Je ne sais pas combien de temps nous restâmes auprès de ma mère avant de décider qu'il était l'heure pour nous de rentrer. En quittant l'hôpital, je croisai Caroline. Elle tenta de me rassurer en me promettant que son collègue Dimitri et elle prendraient bien soin de ma mère mais je n'eus pas la force d'acquiescer.

Dans la voiture, je regardais défiler la ville comme un film en avance rapide. Je ne voyais ni les immeubles qui se succédaient, ni les feux tricolores qui nous sommaient de nous arrêter. Le visage de ma mère s'étalait sur le pare-brise, aussi éblouissant que le soleil qui darde ses rayons dans notre direction et entrave notre vision. Malgré les douleurs de son passé, malgré ce cancer qui la rongeait, elle me souriait.

J'aimais ce sourire et cette façon qu'elle avait de me regarder quand je lui parlais, comme si, chaque fois, elle me redécouvrait. J'aimais ces histoires qu'elle me racontait. Des mondes tissés de fil d'argent qu'elle déroulait dans le crépuscule de nos journées. J'aimais sa voix qui me guidait comme le murmure du vent dans le matin naissant, et ses gestes qui m'accompagnaient pour m'apprendre comment tomber.

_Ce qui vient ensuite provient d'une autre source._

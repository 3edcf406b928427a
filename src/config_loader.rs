use anyhow::{anyhow, Result};
use log::{debug, info};
use serde::Deserialize;
use std::fs;
use std::path::Path;

use crate::domain::constants::{
    BROKER_SENDER_DOMAIN, DEFAULT_INBOX_DIR, DEFAULT_OUTPUT_DIR, FILL_SUBJECT_MARKER,
};

/// Top-level configuration structure containing all config sections
#[derive(Debug, Clone, Default, Deserialize)]
pub struct AppConfig {
    #[serde(default)]
    pub broker: BrokerConfig,
    #[serde(default)]
    pub paths: PathsConfig,
    #[serde(default)]
    pub app: AppInfo,
    // Add more sections as needed
}

/// Broker recognition settings for the source filter
#[derive(Debug, Clone, Deserialize)]
pub struct BrokerConfig {
    #[serde(default = "default_sender_domain")]
    pub sender_domain: String,

    #[serde(default = "default_subject_marker")]
    pub subject_marker: String,
}

fn default_sender_domain() -> String {
    BROKER_SENDER_DOMAIN.to_string()
}

fn default_subject_marker() -> String {
    FILL_SUBJECT_MARKER.to_string()
}

impl Default for BrokerConfig {
    fn default() -> Self {
        Self {
            sender_domain: default_sender_domain(),
            subject_marker: default_subject_marker(),
        }
    }
}

/// Where message files come from and where trade records go
#[derive(Debug, Clone, Deserialize)]
pub struct PathsConfig {
    #[serde(default = "default_inbox_dir")]
    pub inbox_dir: String,

    #[serde(default = "default_output_dir")]
    pub output_dir: String,
}

fn default_inbox_dir() -> String {
    DEFAULT_INBOX_DIR.to_string()
}

fn default_output_dir() -> String {
    DEFAULT_OUTPUT_DIR.to_string()
}

impl Default for PathsConfig {
    fn default() -> Self {
        Self {
            inbox_dir: default_inbox_dir(),
            output_dir: default_output_dir(),
        }
    }
}

/// Application behavior switches
#[derive(Debug, Clone, Default, Deserialize)]
pub struct AppInfo {
    /// Stop the sweep at the first failed message instead of log-and-skip
    #[serde(default)]
    pub halt_on_error: bool,
    // Add more app settings as needed
}

impl AppConfig {
    /// Load configuration from a TOML file
    pub fn from_file<P: AsRef<Path>>(path: P) -> Result<Self> {
        let path = path.as_ref();

        // Read the file
        let config_str = fs::read_to_string(path)
            .map_err(|e| anyhow!("Failed to read config file '{}': {}", path.display(), e))?;

        // Parse the TOML
        let config: AppConfig = toml::from_str(&config_str)
            .map_err(|e| anyhow!("Failed to parse config file '{}': {}", path.display(), e))?;

        info!("Loaded configuration from {}", path.display());
        debug!("Watching for mail from: {}", config.broker.sender_domain);

        Ok(config)
    }

    /// Helper to get the directory saved message files are read from
    pub fn inbox_dir(&self) -> &Path {
        Path::new(&self.paths.inbox_dir)
    }

    /// Helper to get the directory trade records are written to
    pub fn output_dir(&self) -> &Path {
        Path::new(&self.paths.output_dir)
    }
}

#[cfg(test)]
mod tests {
    use super::*;

    #[test]
    fn test_defaults_cover_every_section() {
        let config: AppConfig = toml::from_str("").unwrap();
        assert_eq!(config.broker.sender_domain, BROKER_SENDER_DOMAIN);
        assert_eq!(config.broker.subject_marker, FILL_SUBJECT_MARKER);
        assert_eq!(config.paths.inbox_dir, DEFAULT_INBOX_DIR);
        assert_eq!(config.paths.output_dir, DEFAULT_OUTPUT_DIR);
        assert!(!config.app.halt_on_error);
    }

    #[test]
    fn test_partial_sections_keep_their_defaults() {
        let config: AppConfig = toml::from_str(
            r#"
            [paths]
            inbox_dir = "mail/incoming"

            [app]
            halt_on_error = true
            "#,
        )
        .unwrap();

        assert_eq!(config.paths.inbox_dir, "mail/incoming");
        assert_eq!(config.paths.output_dir, DEFAULT_OUTPUT_DIR);
        assert_eq!(config.broker.sender_domain, BROKER_SENDER_DOMAIN);
        assert!(config.app.halt_on_error);
    }
}
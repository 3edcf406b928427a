//! Infrastructure layer: everything that touches the outside world.
//!
//! `email` turns broker mail into domain records, `sink` persists them,
//! `ingest` drives the batch sweep that connects the two.

pub mod email;
pub mod ingest;
pub mod sink;
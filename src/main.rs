// Standard library imports
use std::path::Path;
use std::sync::Arc;

// External crate imports
use anyhow::Result;
use dotenv::dotenv;
use log::{info, warn};

// Internal crate imports
use tasty_fill_parser::config_loader::AppConfig;
use tasty_fill_parser::infrastructure::ingest::IngestRunner;

#[tokio::main]
async fn main() -> Result<()> {
    // Initialize logging
    dotenv().ok();
    // Use a more explicit Builder that doesn't check environment variables
    env_logger::Builder::new()
        .filter_level(log::LevelFilter::Info)
        .init();
    info!("Logger initialized");

    // Load configuration from TOML file (first try relative path, then alternate path as backup)
    let config_path = Path::new("./config.toml");
    let config = match AppConfig::from_file(config_path) {
        Ok(config) => config,
        Err(e) => {
            warn!("Failed to load config from {}: {}", config_path.display(), e);

            // Try alternate path, then fall back to the built-in defaults
            let alt_path = Path::new("../config.toml");
            info!("Attempting to load from alternate path: {}", alt_path.display());
            match AppConfig::from_file(alt_path) {
                Ok(config) => config,
                Err(e) => {
                    warn!("Failed to load config from {}: {}", alt_path.display(), e);
                    info!("Using built-in default configuration");
                    AppConfig::default()
                }
            }
        }
    };

    // Wrap config in Arc for thread-safe sharing
    let config = Arc::new(config);
    info!(
        "Watching for {} mail, inbox: {}, output: {}",
        config.broker.sender_domain,
        config.paths.inbox_dir,
        config.paths.output_dir
    );

    // Sweep the inbox once and report
    let runner = IngestRunner::new(config);
    let summary = runner.run().await?;
    info!(
        "Sweep complete: {} files, {} stored, {} skipped, {} failed",
        summary.files, summary.stored, summary.skipped, summary.failures
    );

    Ok(())
}
// Raw wire shapes: everything still string-typed, exactly as captured from
// the email text. The assembler turns these into domain values and is the
// only place domain constraints are enforced.

/// Pre-validation capture of one fill confirmation.
#[derive(Clone, Debug, PartialEq, Eq)]
pub struct RawFillConfirm {
    pub order_id: String,
    pub date_received: String,
    pub order_type: String,
    pub legs: Vec<RawLeg>,
}

/// Pre-validation capture of one leg block. Option qualifiers stay `None`
/// for equity legs rather than holding empty strings.
#[derive(Clone, Debug, PartialEq, Eq)]
pub struct RawLeg {
    pub action: String,
    pub quantity: String,
    pub symbol: String,
    pub expiration: Option<String>,
    pub option_type: Option<String>,
    pub strike: Option<String>,
    pub fill_price: String,
    pub fill_time: String,
}
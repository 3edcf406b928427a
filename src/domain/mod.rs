//! Broker-agnostic domain layer: the record/leg value types, the enums and
//! errors that make up the parser's contract, and the sink seam.

pub mod constants;
pub mod enums;
pub mod errors;
pub mod model;
pub mod traits;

Elle m'avait tout appris. Sans finalement jamais rien me dire. Cette vérité m'explosa en plein visage et je restai un moment à considérer le point de vue qui venait de faire surface au beau milieu de ces fragments de vie.

Elle ne m'avait jamais rien dit parce qu'elle me faisait suffisamment confiance pour me laisser appréhender la vie par moi-même.

Je fouillai dans mon sac et en sortis le carnet en cuir. Je feuilletai les pages avec frénésie jusqu'à parvenir à ce dernier chapitre qu'elle avait écrit.

« Véra repensait à cette plume souillée de son propre sang. C'était avec l'encre de ses veines qu'elle avait enfin trouvé le courage de réécrire son histoire. Les monstres avaient disparu, tout autant que cet horrible corbeau au cœur de pierre qui, pendant bien trop longtemps l'avait glacée d'effroi. Il ne lui restait plus beaucoup de temps mais Valraven* était vaincu. Elle pouvait à présent mourir en paix.

Elle s'allongea dans l'herbe putride, berceau de sa naissance, et ferma les yeux. Elle pensa à cet enfant qu'elle avait eu la chance de sentir grandir en son sein, et qu'elle avait sauvé de ce monde cruel et dénaturé. Elle pensa à ce pêcheur qu'elle avait continué à aimer malgré le sort qui les avait frappés. Il lui avait offert bien plus qu'une simple rémige. Il lui avait fait cadeau de ce dont elle avait toujours été privée : un nouveau souffle de vie. Et, tandis que les battements de son cœur murmuraient leurs derniers accords, elle se mit à rêver. D'une jeune fille qui glissait sa main dans celle d'un pêcheur. »

  • Je ne crois pas que ta mère voulait te laisser la responsabilité de poursuivre cette histoire, déclara Marianne, l'air soucieux. Quand je te parlais de choix, je parlais...
  • ...de choisir moi-même ce que je voulais pour moi.

Marianne se tourna vers moi et me sourit tristement.

  • C'est ça.

À travers l'histoire de Véra, mise en mots par Rave, le message qu'elle voulait me faire passer c'était que peu importent les obstacles qui jalonnent notre vie, on peut toujours choisir de poursuivre ses rêves.


*Dans le folklore danois, un valraven est un corbeau surnaturel décrit comme le corbeau des tués, qui consomme les corps des morts sur les champs de bataille . Ils se transforment alors en créature surnaturelle qui acquiert la mémoire et les dons de celui qu'il dévore.